Presumption (2), that official duty has been regularly performed, has been affirmed by the Hawaii Supreme Court, e.g., DeMello v. Wilson, 28 Haw. 298 (1925); Nichols v. Wah Chong Sun, 28 H. 395 (1925); State v. Hawaiian Dredging Co.,48 H. 152, 397 P.2d 593 (1964); State v. Midkiff, 49 H. 456, 421 P.2d 550 (1966). The qualification barring extension of the presumption to the lawfulness of arrests or searches conducted without warrants is implicit in search and seizure law, e.g., State v. Barnes, 58 H. 333, 335, 568 P.2d 1207, 1209 (1977): "[A]n arrest without a warrant will be upheld only where there was probable cause for the arrest." In State v. Kaluna, 55 H. 361, 363, 520 P.2d 51, 55 (1974), the court declared:
[S]ince it was conducted without a warrant, the search carries an initial presumption of unreasonableness.... To overcome this presumption, the State must show that the facts or the case justified the police in searching without a warrant and that the search itself was no broader than necessary to satisfy the need which legitimitized departure from the warrant requirement in the first place.
Presumption (3) finds support in a long line of Hawaii Supreme Court decisions. In Lord v. Lord,35 H. 26, 39 (1939), the court said: "Where a person does an act he is presumed in doing so to have intended the natural consequences thereof." See also Yuen v. French, 29 H. 625 (1927); Territory v. Palai, 23 H. 133 (1916). However, consistent with the statutory requirement that every element of a crime charged must be proved, Hawaii Rev. Stat. § 701-114 (1976), and that state of mind, when designated by the statute, is an element of the crime, Hawaii Rev. Stat. § 702-204 (1976), intent may not be established by presumption in criminal actions.
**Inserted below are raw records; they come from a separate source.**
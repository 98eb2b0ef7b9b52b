//! Outbound adapters implementing domain ports.

pub mod catalogue;
#[cfg(any(test, feature = "test-support"))]
pub mod memory;
pub mod persistence;
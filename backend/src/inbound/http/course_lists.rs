//! Request and response shapes shared by the bookmark and cart handlers.
//!
//! Both flavours expose the same wire format; the handler modules only differ
//! in routes and in which [`CourseListPorts`] they drive.

use actix_web::{HttpResponse, web};
use serde::{Deserialize, Serialize};
use serde_json::json;
use utoipa::{IntoParams, ToSchema};

use crate::domain::ports::{CourseSelection, CreateCourseListRequest};
use crate::domain::{CourseList, CourseRef, DEFAULT_PAGE_SIZE, Error, FieldMask, Page};
use crate::inbound::http::ApiResult;
use crate::inbound::http::state::CourseListPorts;

/// Course identifier as sent by clients.
#[derive(Debug, Clone, Deserialize, Serialize, ToSchema)]
pub struct CourseIdDto {
    #[schema(example = "5f1b7c3e9d1a2b3c4d5e6f70")]
    pub id: String,
}

/// Body of create, add and revoke requests.
#[derive(Debug, Clone, Default, Deserialize, Serialize, ToSchema)]
pub struct CourseListRequest {
    #[schema(example = "42")]
    pub user_id: Option<String>,
    pub courses: Option<Vec<CourseIdDto>>,
}

fn missing_field_error(field: &str) -> Error {
    Error::invalid_request(format!("missing field `{field}`")).with_details(json!({
        "field": field,
        "code": "missing_field",
    }))
}

impl CourseListRequest {
    fn into_parts(self) -> Result<(String, Vec<String>), Error> {
        let user_id = self
            .user_id
            .ok_or_else(|| missing_field_error("user_id"))?;
        let courses = self
            .courses
            .ok_or_else(|| missing_field_error("courses"))?;
        Ok((user_id, courses.into_iter().map(|course| course.id).collect()))
    }

    /// Validate the body and keep only the course identifiers.
    ///
    /// `user_id` must be present even though add and revoke take the owner
    /// from the path.
    pub fn into_selection(self) -> Result<CourseSelection, Error> {
        let (_user_id, course_ids) = self.into_parts()?;
        Ok(CourseSelection::new(course_ids))
    }

    pub fn into_create_request(self) -> Result<CreateCourseListRequest, Error> {
        let (user_id, course_ids) = self.into_parts()?;
        Ok(CreateCourseListRequest {
            user_id,
            course_ids,
        })
    }
}

/// Course entry in a response.
#[derive(Debug, Clone, Deserialize, Serialize, ToSchema)]
pub struct CourseDto {
    #[schema(example = "5f1b7c3e9d1a2b3c4d5e6f70")]
    pub id: String,
    #[schema(example = "Rust 101")]
    pub name: String,
}

impl From<CourseRef> for CourseDto {
    fn from(value: CourseRef) -> Self {
        Self {
            id: value.id.to_hex(),
            name: value.name,
        }
    }
}

/// A bookmark list or cart as returned to clients.
#[derive(Debug, Clone, Deserialize, Serialize, ToSchema)]
pub struct CourseListResponse {
    #[schema(example = "5f1b7c3e9d1a2b3c4d5e6f71")]
    pub id: String,
    pub user_id: String,
    pub courses: Vec<CourseDto>,
    #[serde(default, skip_serializing_if = "Option::is_none")]
    pub created_at: Option<String>,
    #[serde(default, skip_serializing_if = "Option::is_none")]
    pub updated_at: Option<String>,
    #[serde(default, skip_serializing_if = "Option::is_none")]
    pub deleted_at: Option<String>,
}

impl From<CourseList> for CourseListResponse {
    fn from(value: CourseList) -> Self {
        Self {
            id: value.id.to_hex(),
            user_id: value.user_id,
            courses: value.courses.into_iter().map(CourseDto::from).collect(),
            created_at: value.created_at.map(|at| at.to_rfc3339()),
            updated_at: value.updated_at.map(|at| at.to_rfc3339()),
            deleted_at: value.deleted_at.map(|at| at.to_rfc3339()),
        }
    }
}

/// One page of lists.
#[derive(Debug, Clone, Deserialize, Serialize, ToSchema)]
pub struct CourseListPage {
    #[schema(example = 1)]
    pub page: u64,
    #[schema(example = 25)]
    pub per_page: u64,
    pub data: Vec<CourseListResponse>,
}

/// Acknowledgement body for writes.
#[derive(Debug, Clone, Deserialize, Serialize, ToSchema)]
pub struct MessageResponse {
    #[schema(example = "success")]
    pub message: String,
}

impl MessageResponse {
    pub fn success() -> Self {
        Self {
            message: "success".to_owned(),
        }
    }
}

/// Query string accepted by listing endpoints.
#[derive(Debug, Clone, Default, Deserialize, IntoParams)]
pub struct ListQuery {
    /// One-based page number; `0` and absence both mean the first page.
    pub page: Option<u64>,
    /// Comma-separated field names to leave out of each list.
    pub exclude: Option<String>,
}

impl ListQuery {
    fn page_number(&self) -> u64 {
        self.page.filter(|page| *page > 0).unwrap_or(1)
    }

    fn field_mask(&self) -> Result<FieldMask, Error> {
        match self.exclude.as_deref() {
            None => Ok(FieldMask::none()),
            Some(raw) => FieldMask::parse_csv(raw).map_err(|err| {
                Error::invalid_request(err.to_string()).with_details(json!({
                    "field": "exclude",
                    "value": err.0,
                    "code": "unknown_field",
                }))
            }),
        }
    }
}

pub(crate) async fn list(ports: &CourseListPorts, query: ListQuery) -> ApiResult<HttpResponse> {
    let mask = query.field_mask()?;
    let page = query.page_number();
    let lists = ports
        .query
        .fetch(mask, Page::numbered(page, DEFAULT_PAGE_SIZE))
        .await?;
    Ok(HttpResponse::Ok().json(CourseListPage {
        page,
        per_page: DEFAULT_PAGE_SIZE,
        data: lists.into_iter().map(CourseListResponse::from).collect(),
    }))
}

pub(crate) async fn fetch_by_id(ports: &CourseListPorts, id: &str) -> ApiResult<HttpResponse> {
    let list = ports.query.fetch_by_id(id, FieldMask::none()).await?;
    Ok(HttpResponse::Ok().json(CourseListResponse::from(list)))
}

pub(crate) async fn fetch_by_user_id(
    ports: &CourseListPorts,
    user_id: &str,
) -> ApiResult<HttpResponse> {
    let list = ports
        .query
        .fetch_by_user_id(user_id, FieldMask::none())
        .await?;
    Ok(HttpResponse::Ok().json(CourseListResponse::from(list)))
}

pub(crate) async fn create(
    ports: &CourseListPorts,
    payload: web::Json<CourseListRequest>,
) -> ApiResult<HttpResponse> {
    let request = payload.into_inner().into_create_request()?;
    let list = ports.command.create(request).await?;
    Ok(HttpResponse::Created().json(CourseListResponse::from(list)))
}

pub(crate) async fn add_courses(
    ports: &CourseListPorts,
    user_id: &str,
    payload: web::Json<CourseListRequest>,
) -> ApiResult<HttpResponse> {
    let selection = payload.into_inner().into_selection()?;
    ports.command.add_courses(user_id, selection).await?;
    Ok(HttpResponse::Ok().json(MessageResponse::success()))
}

pub(crate) async fn revoke_courses(
    ports: &CourseListPorts,
    user_id: &str,
    payload: web::Json<CourseListRequest>,
) -> ApiResult<HttpResponse> {
    let selection = payload.into_inner().into_selection()?;
    ports.command.revoke_courses(user_id, selection).await?;
    Ok(HttpResponse::Ok().json(MessageResponse::success()))
}

pub(crate) async fn delete(ports: &CourseListPorts, id: &str) -> ApiResult<HttpResponse> {
    ports.command.delete(id).await?;
    Ok(HttpResponse::Ok().json(MessageResponse::success()))
}
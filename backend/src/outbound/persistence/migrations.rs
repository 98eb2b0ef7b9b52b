//! Embedded schema migrations.

use diesel::Connection;
use diesel::pg::PgConnection;
use diesel_migrations::{EmbeddedMigrations, MigrationHarness, embed_migrations};
use tracing::info;

/// Migrations compiled from `backend/migrations`.
pub const MIGRATIONS: EmbeddedMigrations = embed_migrations!("migrations");

/// Failure while applying migrations.
#[derive(Debug, Clone, PartialEq, Eq, thiserror::Error)]
pub enum MigrationError {
    #[error("failed to connect for migrations: {message}")]
    Connection { message: String },
    #[error("failed to apply migrations: {message}")]
    Apply { message: String },
}

/// Apply pending migrations over a blocking connection.
///
/// Runs on Tokio's blocking pool because Diesel's migration harness is
/// synchronous.
pub async fn run_pending_migrations(database_url: &str) -> Result<usize, MigrationError> {
    let url = database_url.to_owned();
    tokio::task::spawn_blocking(move || apply_blocking(&url))
        .await
        .map_err(|err| MigrationError::Apply {
            message: err.to_string(),
        })?
}

/// Apply pending migrations on the current thread.
pub fn apply_blocking(database_url: &str) -> Result<usize, MigrationError> {
    let mut conn =
        PgConnection::establish(database_url).map_err(|err| MigrationError::Connection {
            message: err.to_string(),
        })?;
    let applied = conn
        .run_pending_migrations(MIGRATIONS)
        .map_err(|err| MigrationError::Apply {
            message: err.to_string(),
        })?;
    for version in &applied {
        info!(%version, "applied migration");
    }
    Ok(applied.len())
}
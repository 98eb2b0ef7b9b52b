//! Reqwest-backed course catalogue adapter.
//!
//! Owns transport concerns only: request encoding, the per-call timeout,
//! status mapping and response decoding.

use std::time::Duration;

use async_trait::async_trait;
use reqwest::{Client, StatusCode, Url};
use tokio::net::TcpStream;
use tracing::debug;

use super::dto::{ListCoursesRequestDto, ListCoursesResponseDto};
use crate::domain::ports::{CourseCatalogue, CourseCatalogueError};
use crate::domain::{CourseRef, ObjectId};

const LIST_PATH: &str = "courses/list";

/// Catalogue client bound to one `http://host:port` endpoint.
#[derive(Debug, Clone)]
pub struct HttpCourseCatalogue {
    client: Client,
    base_url: Url,
    list_url: Url,
    timeout: Duration,
}

impl HttpCourseCatalogue {
    /// Build a client for `http://{host}:{port}/`.
    ///
    /// # Errors
    ///
    /// [`CourseCatalogueError::Transport`] when the address does not form a
    /// valid URL or the HTTP client cannot be built.
    pub fn new(host: &str, port: u16, timeout: Duration) -> Result<Self, CourseCatalogueError> {
        let base_url = Url::parse(&format!("http://{host}:{port}/"))
            .map_err(|err| CourseCatalogueError::transport(format!("invalid address: {err}")))?;
        Self::with_base_url(base_url, timeout)
    }

    /// Build a client for an explicit base URL.
    pub fn with_base_url(base_url: Url, timeout: Duration) -> Result<Self, CourseCatalogueError> {
        let list_url = base_url
            .join(LIST_PATH)
            .map_err(|err| CourseCatalogueError::transport(format!("invalid address: {err}")))?;
        let client = Client::builder()
            .timeout(timeout)
            .build()
            .map_err(|err| CourseCatalogueError::transport(err.to_string()))?;
        Ok(Self {
            client,
            base_url,
            list_url,
            timeout,
        })
    }

    pub fn base_url(&self) -> &Url {
        &self.base_url
    }

    /// Check that the catalogue accepts TCP connections.
    ///
    /// Used once at startup; the service refuses to run without a reachable
    /// catalogue.
    pub async fn probe(&self) -> Result<(), CourseCatalogueError> {
        let host = self
            .base_url
            .host_str()
            .ok_or_else(|| CourseCatalogueError::transport("catalogue address has no host"))?;
        let port = self.base_url.port_or_known_default().unwrap_or(80);
        match tokio::time::timeout(self.timeout, TcpStream::connect((host, port))).await {
            Ok(Ok(_stream)) => Ok(()),
            Ok(Err(err)) => Err(CourseCatalogueError::transport(format!(
                "connect {host}:{port}: {err}"
            ))),
            Err(_) => Err(CourseCatalogueError::timeout(format!(
                "connect {host}:{port} exceeded {:?}",
                self.timeout
            ))),
        }
    }
}

#[async_trait]
impl CourseCatalogue for HttpCourseCatalogue {
    async fn list(&self, course_ids: &[ObjectId]) -> Result<Vec<CourseRef>, CourseCatalogueError> {
        if course_ids.is_empty() {
            return Ok(Vec::new());
        }

        let response = self
            .client
            .post(self.list_url.clone())
            .header(reqwest::header::ACCEPT, "application/json")
            .json(&ListCoursesRequestDto::new(course_ids))
            .send()
            .await
            .map_err(map_transport_error)?;

        let status = response.status();
        let body = response.bytes().await.map_err(map_transport_error)?;
        if !status.is_success() {
            return Err(map_status_error(status, body.as_ref()));
        }

        let courses = parse_courses(body.as_ref())?;
        debug!(
            requested = course_ids.len(),
            known = courses.len(),
            "course catalogue lookup"
        );
        Ok(courses)
    }
}

fn parse_courses(body: &[u8]) -> Result<Vec<CourseRef>, CourseCatalogueError> {
    let decoded: ListCoursesResponseDto = serde_json::from_slice(body).map_err(|err| {
        CourseCatalogueError::decode(format!("invalid catalogue JSON payload: {err}"))
    })?;
    Ok(decoded.into_domain())
}

fn map_transport_error(error: reqwest::Error) -> CourseCatalogueError {
    if error.is_timeout() {
        CourseCatalogueError::timeout(error.to_string())
    } else {
        CourseCatalogueError::transport(error.to_string())
    }
}

fn map_status_error(status: StatusCode, body: &[u8]) -> CourseCatalogueError {
    match status {
        StatusCode::REQUEST_TIMEOUT | StatusCode::GATEWAY_TIMEOUT => {
            CourseCatalogueError::timeout(format!("status {}", status.as_u16()))
        }
        _ => CourseCatalogueError::status(status.as_u16(), body_preview(body)),
    }
}

fn body_preview(body: &[u8]) -> String {
    const PREVIEW_CHAR_LIMIT: usize = 120;

    let compact = String::from_utf8_lossy(body)
        .split_whitespace()
        .collect::<Vec<_>>()
        .join(" ");
    if compact.chars().count() > PREVIEW_CHAR_LIMIT {
        let preview: String = compact.chars().take(PREVIEW_CHAR_LIMIT).collect();
        format!("{preview}...")
    } else {
        compact
    }
}
//! Test helpers for inbound HTTP components.

use std::sync::Arc;

use crate::domain::ports::{MockCourseListCommand, MockCourseListQuery};
use crate::inbound::http::state::{CourseListPorts, HttpState};

/// Wrap mocked driving ports for one flavour.
pub fn ports(query: MockCourseListQuery, command: MockCourseListCommand) -> CourseListPorts {
    CourseListPorts {
        query: Arc::new(query),
        command: Arc::new(command),
    }
}

/// Ports with no expectations; any call fails the test.
pub fn unused_ports() -> CourseListPorts {
    ports(MockCourseListQuery::new(), MockCourseListCommand::new())
}

pub fn state_with_bookmarks(bookmarks: CourseListPorts) -> HttpState {
    HttpState::new(bookmarks, unused_ports())
}

pub fn state_with_carts(carts: CourseListPorts) -> HttpState {
    HttpState::new(unused_ports(), carts)
}
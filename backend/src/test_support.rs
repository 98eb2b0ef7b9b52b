//! Test utilities shared by unit tests (in `src/`) and integration tests (in
//! `tests/`). Compiled only for tests or with the `test-support` feature.

use std::collections::HashMap;
use std::sync::{Arc, Mutex, PoisonError};

use async_trait::async_trait;
use chrono::{DateTime, Local, TimeZone, Utc};
use mockable::Clock;

use crate::domain::ports::{CourseCatalogue, CourseCatalogueError};
use crate::domain::{CourseListKind, CourseListService, CourseRef, ObjectId};
use crate::inbound::http::state::CourseListPorts;
use crate::outbound::memory::InMemoryCourseListRepository;

/// Clock frozen at a settable instant.
#[derive(Debug)]
pub struct FixedClock {
    now: Mutex<DateTime<Utc>>,
}

impl FixedClock {
    pub fn new(now: DateTime<Utc>) -> Self {
        Self {
            now: Mutex::new(now),
        }
    }

    /// 2024-11-04T12:00:00Z.
    pub fn fixture() -> Self {
        Self::new(Utc.with_ymd_and_hms(2024, 11, 4, 12, 0, 0).single().unwrap_or_default())
    }

    pub fn set(&self, now: DateTime<Utc>) {
        *self.now.lock().unwrap_or_else(PoisonError::into_inner) = now;
    }
}

impl Clock for FixedClock {
    fn local(&self) -> DateTime<Local> {
        self.utc().with_timezone(&Local)
    }

    fn utc(&self) -> DateTime<Utc> {
        *self.now.lock().unwrap_or_else(PoisonError::into_inner)
    }
}

/// Catalogue answering from a fixed set of known courses.
///
/// Unknown identifiers are left out of the answer, as the real catalogue
/// does. Every call is recorded so tests can assert when the catalogue was
/// consulted.
#[derive(Debug, Default)]
pub struct StaticCourseCatalogue {
    courses: HashMap<ObjectId, String>,
    calls: Mutex<Vec<Vec<ObjectId>>>,
    unavailable: bool,
}

impl StaticCourseCatalogue {
    pub fn new<I, S>(courses: I) -> Self
    where
        I: IntoIterator<Item = (ObjectId, S)>,
        S: Into<String>,
    {
        Self {
            courses: courses
                .into_iter()
                .map(|(id, name)| (id, name.into()))
                .collect(),
            ..Self::default()
        }
    }

    /// A catalogue whose every lookup times out.
    pub fn unavailable() -> Self {
        Self {
            unavailable: true,
            ..Self::default()
        }
    }

    /// Identifiers passed to each lookup so far.
    pub fn calls(&self) -> Vec<Vec<ObjectId>> {
        self.calls
            .lock()
            .unwrap_or_else(PoisonError::into_inner)
            .clone()
    }
}

#[async_trait]
impl CourseCatalogue for StaticCourseCatalogue {
    async fn list(&self, course_ids: &[ObjectId]) -> Result<Vec<CourseRef>, CourseCatalogueError> {
        self.calls
            .lock()
            .unwrap_or_else(PoisonError::into_inner)
            .push(course_ids.to_vec());
        if self.unavailable {
            return Err(CourseCatalogueError::timeout("catalogue unavailable"));
        }
        Ok(course_ids
            .iter()
            .filter_map(|id| {
                self.courses
                    .get(id)
                    .map(|name| CourseRef::new(*id, name.clone()))
            })
            .collect())
    }
}

/// Service wired to an in-memory store, with handles kept for assertions.
pub struct InMemoryHarness {
    pub service: Arc<CourseListService<InMemoryCourseListRepository, StaticCourseCatalogue>>,
    pub repository: Arc<InMemoryCourseListRepository>,
    pub catalogue: Arc<StaticCourseCatalogue>,
    pub clock: Arc<FixedClock>,
}

impl InMemoryHarness {
    pub fn new(kind: CourseListKind, catalogue: StaticCourseCatalogue) -> Self {
        let clock = Arc::new(FixedClock::fixture());
        let repository = Arc::new(InMemoryCourseListRepository::new(clock.clone()));
        let catalogue = Arc::new(catalogue);
        let service = match kind {
            CourseListKind::Bookmark => {
                CourseListService::bookmarks(repository.clone(), catalogue.clone(), clock.clone())
            }
            CourseListKind::Cart => {
                CourseListService::carts(repository.clone(), catalogue.clone(), clock.clone())
            }
        };
        Self {
            service: Arc::new(service),
            repository,
            catalogue,
            clock,
        }
    }

    /// Driving ports backed by this harness's service.
    pub fn ports(&self) -> CourseListPorts {
        CourseListPorts::from_service(self.service.clone())
    }
}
Presumption (5) accords with Hawaii Supreme Court decision. In In Re Kawahara Yasutaro, 15 H. 667, 670 (1904), the court said: "The presumption is in favor of the regularity of the proceedings of courts of record and the burden is placed on one alleging errors therein to show it affirmatively." In a later decision, State v. Villados,55 Haw. 394, 397,520 P.2d 427, 430 (1974), the court addressed the aspect of presumptive jurisdiction:
[C]ircuit courts are courts of general jurisdiction in this State, and therefore the presumption is in favor of retention rather than divestiture of jurisdiction.... [B]efore a party can claim that an act or statute has the effect of divesting jurisdiction which has regularly and fully vested, the law in favor of such divestment must be clear and unambiguous.
Presumption (6) is established by Hawaii Supreme Court decision. In Estate of Ah Leong, 34 H. 161, 165 (1937), the court said:
[T]he contention is that upon proof of the celebration of a ceremonial marriage...followed by an actual living together publicly...the law will presume, in the absence of countervailing proof, that all of the prerequisites to a valid marriage...were complied with.
The rule of law supporting this contention has been so often judicially announced that it may be considered firmly established.
See also Hawaii Rev. Stat. § 572-13(c) (1976), providing that a certified copy of a certificate of marriage is prima facie evidence of the fact of marriage.
Presumption (7) accords with Hawaii Rev. Stat. § 560:1-107(3), and modifies the traditional common law presumption of death after a seven-year period of absence.
Jury instruction that deceased presumed to have exercised due care was superfluous, where defendant had burden of proving deceased was negligent. 6 H. App. 516,730 P.2d 342.